Il tema del dualismo tra corpo e mente/anima è stato richiamato più volte, a partire dall’intervento iniziale della pastora, teologa e bioeticista Ilenya Goss, che ha parlato di un «corpo abitato, né idolo né prigione», ripercorrendo alcuni passaggi della storia della filosofia e del cristianesimo, ma anche della medicina, nella cultura occidentale. Diversamente dalle passate generazioni, ha osservato Goss, oggi il corpo viene costruito, anche in termini di immagine, e sottoposto quasi costantemente agli sguardi degli altri. A questi concetti si collega quello della percezione di sé, che in misura sempre maggiore, amplificata dai social, è condizionata dallo sguardo degli altri.

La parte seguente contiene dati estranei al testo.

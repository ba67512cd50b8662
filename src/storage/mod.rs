pub mod json_store;

use std::collections::HashMap;
use std::sync::Mutex;

use crate::errors::StorageError;

pub type Result<T> = std::result::Result<T, StorageError>;

/// Abstraction over key-value backends holding user preferences.
///
/// Values are raw strings, never JSON-wrapped; keys are flat. The finance
/// core only ever touches one key, but the contract is generic so the same
/// backend can carry other preferences.
pub trait KeyValueStore: Send + Sync {
    fn get_item(&self, key: &str) -> Result<Option<String>>;
    fn set_item(&self, key: &str, value: &str) -> Result<()>;
}

/// In-memory backend for tests and ephemeral sessions.
#[derive(Debug, Default)]
pub struct MemoryStore {
    items: Mutex<HashMap<String, String>>,
}

impl MemoryStore {
    pub fn new() -> Self {
        Self::default()
    }
}

impl KeyValueStore for MemoryStore {
    fn get_item(&self, key: &str) -> Result<Option<String>> {
        let items = self
            .items
            .lock()
            .map_err(|_| StorageError::Invalid("preference map lock poisoned".into()))?;
        Ok(items.get(key).cloned())
    }

    fn set_item(&self, key: &str, value: &str) -> Result<()> {
        let mut items = self
            .items
            .lock()
            .map_err(|_| StorageError::Invalid("preference map lock poisoned".into()))?;
        items.insert(key.to_string(), value.to_string());
        Ok(())
    }
}

pub use json_store::{JsonFileStore, ProfileStore};

#[cfg(test)]
mod tests {
    use super::*;

    #[test]
    fn memory_store_round_trips_values() {
        let store = MemoryStore::new();
        assert_eq!(store.get_item("selectedCurrency").unwrap(), None);
        store.set_item("selectedCurrency", "EUR").unwrap();
        assert_eq!(
            store.get_item("selectedCurrency").unwrap(),
            Some("EUR".to_string())
        );
    }
}
use crate::domain::FinanceProfile;
use crate::settings::CurrencySettings;

use super::{BudgetService, IncomeService, NetWorthService, NetWorthSummary};

/// Headline figures for the finance dashboard, in the display currency.
#[derive(Debug, Clone, PartialEq)]
pub struct FinanceOverview {
    pub currency: String,
    pub net_worth: NetWorthSummary,
    pub budget_total: f64,
    pub income_total: f64,
}

pub struct SummaryService;

impl SummaryService {
    /// Combines the derived metrics of every finance record, converted into
    /// the active display currency.
    pub fn overview(profile: &FinanceProfile, settings: &CurrencySettings) -> FinanceOverview {
        FinanceOverview {
            currency: settings.currency().to_string(),
            net_worth: NetWorthService::display_summary(profile, settings),
            budget_total: BudgetService::display_total(profile, settings),
            income_total: IncomeService::display_total(profile, settings),
        }
    }
}

#[cfg(test)]
mod tests {
    use super::*;
    use crate::domain::{AssetKind, BudgetCategory, IncomeKind};
    use crate::storage::MemoryStore;

    #[test]
    fn overview_reports_the_active_currency() {
        let mut settings = CurrencySettings::new(Box::new(MemoryStore::new()));
        settings.set_currency("EUR").expect("set EUR");
        let mut profile = FinanceProfile::new();
        NetWorthService::add_asset(&mut profile, &settings, "Savings", AssetKind::Bank, 100.0)
            .expect("add asset");
        BudgetService::add_item(&mut profile, &settings, "Rent", BudgetCategory::Housing, 50.0)
            .expect("add budget line");
        IncomeService::add_entry(&mut profile, &settings, "Job", IncomeKind::Salary, 200.0)
            .expect("add income");

        let overview = SummaryService::overview(&profile, &settings);
        assert_eq!(overview.currency, "EUR");
        assert!((overview.net_worth.total_assets - 100.0).abs() < 1e-9);
        assert!((overview.budget_total - 50.0).abs() < 1e-9);
        assert!((overview.income_total - 200.0).abs() < 1e-9);
    }
}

I rischi di una scissione fra corpo e “spirito” (nell’accezione più ampia) sono evidenti, noi non “abbiamo” un corpo, ma “siamo” un corpo, ha osservato Goss: un’etica della cura deve uscire da queste dinamiche, superare questa concezione dualistica: «Il condizionamento culturale nella percezione del corpo richiede attenzione da parte delle agenzie educative, a partire dalle chiese».

Il nostro modo di percepire il corpo oggi è frutto di questa storia, e della reiterazione di modelli che finiscono per creare una norma, una media, un concetto di “bello”, che dà origine a una serie di pretese e aspettative vincolanti. Se il corpo non corrisponde a questi canoni, provoca giudizi e atti di rifiuto (di sé o di altri). Diventa nemico, non più veicolo della propria identità.

La società di oggi, dice Goss, non è quella che i sociologi si aspettavano qualche decennio fa, anche in termini religiosi. La globalizzazione e l’intreccio con le culture hanno portato alla convivenza di messaggi non coerenti: pensiamo alle “seconde generazioni” che vivono a cavallo tra culture e canoni spesso inconciliabili.

Noi siamo essenzialmente relazione, a partire da quella tra mente e corpo, tra noi e gli altri, tra noi e Dio, questo va recuperato e rimesso al centro: è fondamentale per costruire nuove piste educative, ha detto Goss. Il problema, come poi emerso da diversi interventi, è che oggi buona parte delle relazioni si gioca in termini narcisistici e in un contesto di iper-performatività.